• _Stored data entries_
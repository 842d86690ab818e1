//! Page envelope decoding
//!
//! Paginated endpoints answer with
//! `{ "data": { "<items_key>": [...], "next_page_token": "..." } }`.
//! Only those two structural fields are read here; item decoding is left to
//! the item type's `Deserialize` impl.

use serde::de::DeserializeOwned;
use serde_json::Value;

use crate::constants::{DATA_KEY, NEXT_PAGE_TOKEN_KEY};
use crate::errors::{RednitError, Result};
use crate::types::response::RawResponse;

/// One page of a cursor-paginated listing
#[derive(Debug, Clone, PartialEq, Eq)]
pub struct Page<T> {
    pub items: Vec<T>,
    /// Cursor for the following page; `None` marks the terminal page.
    pub next_page_token: Option<String>,
}

impl<T> Page<T> {
    pub fn is_last(&self) -> bool {
        self.next_page_token.is_none()
    }
}

impl<T: DeserializeOwned> Page<T> {
    /// Decode a page envelope, reading items from `data.<items_key>`.
    ///
    /// A missing or `null` items array is an empty page; an empty token is
    /// treated as absent.
    ///
    /// # Errors
    /// Returns `RednitError::Parsing` for a body that is not an envelope, a
    /// non-array items field, a non-string token, or items that fail to
    /// deserialize.
    pub fn decode(response: &RawResponse, items_key: &str) -> Result<Self> {
        let mut envelope: Value = response.json()?;
        let data = envelope
            .get_mut(DATA_KEY)
            .filter(|data| data.is_object())
            .ok_or_else(|| RednitError::Parsing(format!("page envelope has no {DATA_KEY} object")))?;

        let items = match data.get_mut(items_key).map(Value::take) {
            None | Some(Value::Null) => Vec::new(),
            Some(array @ Value::Array(_)) => serde_json::from_value(array).map_err(|e| {
                RednitError::Parsing(format!("failed to decode {items_key}: {e}"))
            })?,
            Some(other) => {
                return Err(RednitError::Parsing(format!(
                    "expected {items_key} to be an array, found {other}"
                )))
            }
        };

        let next_page_token = match data.get(NEXT_PAGE_TOKEN_KEY) {
            None | Some(Value::Null) => None,
            Some(Value::String(token)) if token.is_empty() => None,
            Some(Value::String(token)) => Some(token.clone()),
            Some(other) => {
                return Err(RednitError::Parsing(format!(
                    "expected {NEXT_PAGE_TOKEN_KEY} to be a string, found {other}"
                )))
            }
        };

        Ok(Self { items, next_page_token })
    }
}

/// Decode a single-object `{ "data": { ... } }` envelope.
///
/// # Errors
/// Returns `RednitError::Parsing` when the envelope or the object is malformed.
pub fn decode_data<T: DeserializeOwned>(response: &RawResponse) -> Result<T> {
    let mut envelope: Value = response.json()?;
    let data = envelope
        .get_mut(DATA_KEY)
        .map(Value::take)
        .ok_or_else(|| RednitError::Parsing(format!("response has no {DATA_KEY} object")))?;
    serde_json::from_value(data).map_err(|e| RednitError::Parsing(e.to_string()))
}

#[cfg(test)]
mod tests {
    use serde::Deserialize;

    use super::*;

    #[derive(Debug, Deserialize, PartialEq)]
    struct Item {
        id: String,
    }

    #[test]
    fn decodes_items_and_token() {
        let body = r#"{"data":{"matches":[{"id":"a"},{"id":"b"}],"next_page_token":"p1"}}"#;
        let page: Page<Item> = Page::decode(&RawResponse::new(200, body), "matches").unwrap();
        assert_eq!(page.items.len(), 2);
        assert_eq!(page.items[1].id, "b");
        assert_eq!(page.next_page_token.as_deref(), Some("p1"));
        assert!(!page.is_last());
    }

    #[test]
    fn missing_token_marks_terminal_page() {
        let body = r#"{"data":{"messages":[{"id":"a"}]}}"#;
        let page: Page<Item> = Page::decode(&RawResponse::new(200, body), "messages").unwrap();
        assert!(page.is_last());
    }

    #[test]
    fn empty_token_is_treated_as_absent() {
        let body = r#"{"data":{"messages":[],"next_page_token":""}}"#;
        let page: Page<Item> = Page::decode(&RawResponse::new(200, body), "messages").unwrap();
        assert!(page.items.is_empty());
        assert!(page.is_last());
    }

    #[test]
    fn missing_data_is_a_parsing_error() {
        let result: Result<Page<Item>> =
            Page::decode(&RawResponse::new(200, r#"{"matches":[]}"#), "matches");
        assert!(matches!(result, Err(RednitError::Parsing(_))));
    }

    #[test]
    fn non_array_items_are_a_parsing_error() {
        let body = r#"{"data":{"matches":{"id":"a"}}}"#;
        let result: Result<Page<Item>> = Page::decode(&RawResponse::new(200, body), "matches");
        assert!(matches!(result, Err(RednitError::Parsing(_))));
    }

    #[test]
    fn decode_data_unwraps_envelope() {
        let item: Item = decode_data(&RawResponse::new(200, r#"{"data":{"id":"x"}}"#)).unwrap();
        assert_eq!(item, Item { id: "x".into() });
    }
}
//! Client constants
//!
//! Centralized location for the defaults used when no configuration value is
//! supplied.

// Provider endpoint and fixed headers
pub const DEFAULT_BASE_URL: &str = "https://api.gotinder.com";
pub const DEFAULT_USER_AGENT: &str = "Mozilla/5.0 (Windows NT 10.0; Win64; x64) AppleWebKit/537.36 \
                                      (KHTML, like Gecko) Chrome/85.0.4183.102 Safari/537.36";
pub const AUTH_TOKEN_HEADER: &str = "X-Auth-Token";
pub const CONTENT_TYPE_JSON: &str = "application/json";
pub const DEFAULT_REQUEST_TIMEOUT_SECS: u64 = 30;

// Provider throttling (429) retry
pub const DEFAULT_MAX_THROTTLE_RETRIES: u32 = 5;
pub const DEFAULT_THROTTLE_BACKOFF_MIN_MS: u64 = 1_000;
pub const DEFAULT_THROTTLE_BACKOFF_MAX_MS: u64 = 11_000;

// Local burst policy
pub const DEFAULT_BURST_WINDOW_MS: u64 = 5_000;
pub const DEFAULT_BURST_THRESHOLD: u32 = 1;
pub const DEFAULT_BURST_BACKOFF_MIN_MS: u64 = 1_000;
pub const DEFAULT_BURST_BACKOFF_MAX_MS: u64 = 10_000;

// Worker pools
pub const DEFAULT_CALLBACK_WORKERS: usize = 4;
pub const DEFAULT_NETWORK_THREADS: usize = 2;
pub const DEFAULT_SHUTDOWN_TIMEOUT_SECS: u64 = 60;

// Pagination
pub const DEFAULT_PAGE_SIZE: u32 = 60;
pub const NEXT_PAGE_TOKEN_KEY: &str = "next_page_token";
pub const DATA_KEY: &str = "data";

• _What you need to do_
Could you return all lines from the data above that contain the string "Some"?

• _Response to this task_
            None | Some(Value::Null) => Vec::new(),
            Some(array @ Value::Array(_)) => serde_json::from_value(array).map_err(|e| {
            Some(other) => {
            None | Some(Value::Null) => None,
            Some(Value::String(token)) if token.is_empty() => None,
            Some(Value::String(token)) => Some(token.clone()),
            Some(other) => {
        assert_eq!(page.next_page_token.as_deref(), Some("p1"));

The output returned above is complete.